Work through the records that follow and return each line containing the word "backups".

Stored dataset items

* * * * *

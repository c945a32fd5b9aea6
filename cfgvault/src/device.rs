//! Device records: one reachable device, its credentials and vendor.

use std::fmt;
use std::path::{Path, PathBuf};

use secrecy::{ExposeSecret, SecretString};

use crate::platform::Vendor;

/// Default SSH port.
pub const DEFAULT_PORT: u16 = 22;

/// How the device authenticates the SSH login.
pub enum Credentials {
    /// Password authentication.
    Password(SecretString),

    /// Private key authentication.
    PrivateKey {
        /// Path to the private key file.
        path: PathBuf,
        /// Optional passphrase for encrypted keys.
        passphrase: Option<SecretString>,
    },
}

impl fmt::Debug for Credentials {
    fn fmt(&self, f: &mut fmt::Formatter<'_>) -> fmt::Result {
        match self {
            Self::Password(_) => f.write_str("Password(********)"),
            Self::PrivateKey { path, .. } => {
                f.debug_struct("PrivateKey").field("path", path).finish()
            }
        }
    }
}

/// Privilege elevation settings.
#[derive(Default)]
pub struct Privilege {
    /// Overrides the vendor's elevate command (e.g. `enable 15`).
    pub command: Option<String>,

    /// Elevation secret; falls back to the login password.
    pub secret: Option<SecretString>,
}

impl fmt::Debug for Privilege {
    fn fmt(&self, f: &mut fmt::Formatter<'_>) -> fmt::Result {
        f.debug_struct("Privilege")
            .field("command", &self.command)
            .field("secret", &self.secret.as_ref().map(|_| "********"))
            .finish()
    }
}

/// Immutable description of one device.
#[derive(Debug)]
pub struct DeviceRecord {
    /// Network address (IP or hostname); also the inventory key.
    pub address: String,

    /// Friendly name, if any.
    pub name: Option<String>,

    pub vendor: Vendor,

    pub port: u16,

    pub username: String,

    pub credentials: Credentials,

    pub privilege: Privilege,
}

impl DeviceRecord {
    /// Create a password-authenticated device on the default port.
    pub fn new(
        address: impl Into<String>,
        vendor: Vendor,
        username: impl Into<String>,
        password: impl Into<String>,
    ) -> Self {
        Self {
            address: address.into(),
            name: None,
            vendor,
            port: DEFAULT_PORT,
            username: username.into(),
            credentials: Credentials::Password(SecretString::from(password.into())),
            privilege: Privilege::default(),
        }
    }

    pub fn with_name(mut self, name: impl Into<String>) -> Self {
        let name = name.into();
        self.name = (!name.is_empty()).then_some(name);
        self
    }

    /// Secret to answer the elevation password prompt with.
    pub fn elevation_secret(&self) -> Option<&str> {
        match (&self.privilege.secret, &self.credentials) {
            (Some(secret), _) => Some(secret.expose_secret()),
            (None, Credentials::Password(password)) => Some(password.expose_secret()),
            (None, Credentials::PrivateKey { .. }) => None,
        }
    }

    /// Per-device directory name: `<name>-<address>`, or `<address>` alone.
    pub fn artifact_dir_name(&self) -> String {
        match &self.name {
            Some(name) => format!("{}-{}", name, self.address),
            None => self.address.clone(),
        }
    }

    /// Directory holding this device's backup under `root`.
    pub fn artifact_dir(&self, root: &Path) -> PathBuf {
        root.join(self.artifact_dir_name())
    }

    /// Backup file path under `root`.
    pub fn artifact_file(&self, root: &Path) -> PathBuf {
        self.artifact_dir(root)
            .join(format!("{}_conf.txt", self.address))
    }
}

impl fmt::Display for DeviceRecord {
    fn fmt(&self, f: &mut fmt::Formatter<'_>) -> fmt::Result {
        match &self.name {
            Some(name) => write!(f, "{} ({})", self.address, name),
            None => f.write_str(&self.address),
        }
    }
}

#[cfg(test)]
mod tests {
    use super::*;

    #[test]
    fn test_artifact_paths_without_name() {
        let device = DeviceRecord::new("10.0.0.1", Vendor::Cisco, "admin", "p1");
        let root = Path::new("/backups");
        assert_eq!(device.artifact_dir(root), Path::new("/backups/10.0.0.1"));
        assert_eq!(
            device.artifact_file(root),
            Path::new("/backups/10.0.0.1/10.0.0.1_conf.txt")
        );
    }

    #[test]
    fn test_artifact_paths_with_name() {
        let device =
            DeviceRecord::new("10.0.0.1", Vendor::Cisco, "admin", "p1").with_name("core-sw");
        assert_eq!(device.artifact_dir_name(), "core-sw-10.0.0.1");
        assert_eq!(
            device.artifact_file(Path::new("b")),
            Path::new("b/core-sw-10.0.0.1/10.0.0.1_conf.txt")
        );
    }

    #[test]
    fn test_empty_name_is_absent() {
        let device = DeviceRecord::new("10.0.0.1", Vendor::Cisco, "admin", "p1").with_name("");
        assert!(device.name.is_none());
    }

    #[test]
    fn test_elevation_secret_defaults_to_password() {
        let mut device = DeviceRecord::new("10.0.0.1", Vendor::Cisco, "admin", "p1");
        assert_eq!(device.elevation_secret(), Some("p1"));

        device.privilege = Privilege {
            command: None,
            secret: Some(SecretString::from("en-secret")),
        };
        assert_eq!(device.elevation_secret(), Some("en-secret"));
    }

    #[test]
    fn test_key_auth_has_no_default_secret() {
        let mut device = DeviceRecord::new("10.0.0.1", Vendor::Juniper, "admin", "unused");
        device.credentials = Credentials::PrivateKey {
            path: PathBuf::from("/keys/id_ed25519"),
            passphrase: None,
        };
        assert_eq!(device.elevation_secret(), None);
    }

    #[test]
    fn test_debug_hides_secrets() {
        let device = DeviceRecord::new("10.0.0.1", Vendor::Cisco, "admin", "hunter2");
        assert!(!format!("{:?}", device).contains("hunter2"));
    }
}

* * * * *

§ Output for this task
        let root = Path::new("/backups");
        assert_eq!(device.artifact_dir(root), Path::new("/backups/10.0.0.1"));
            Path::new("/backups/10.0.0.1/10.0.0.1_conf.txt")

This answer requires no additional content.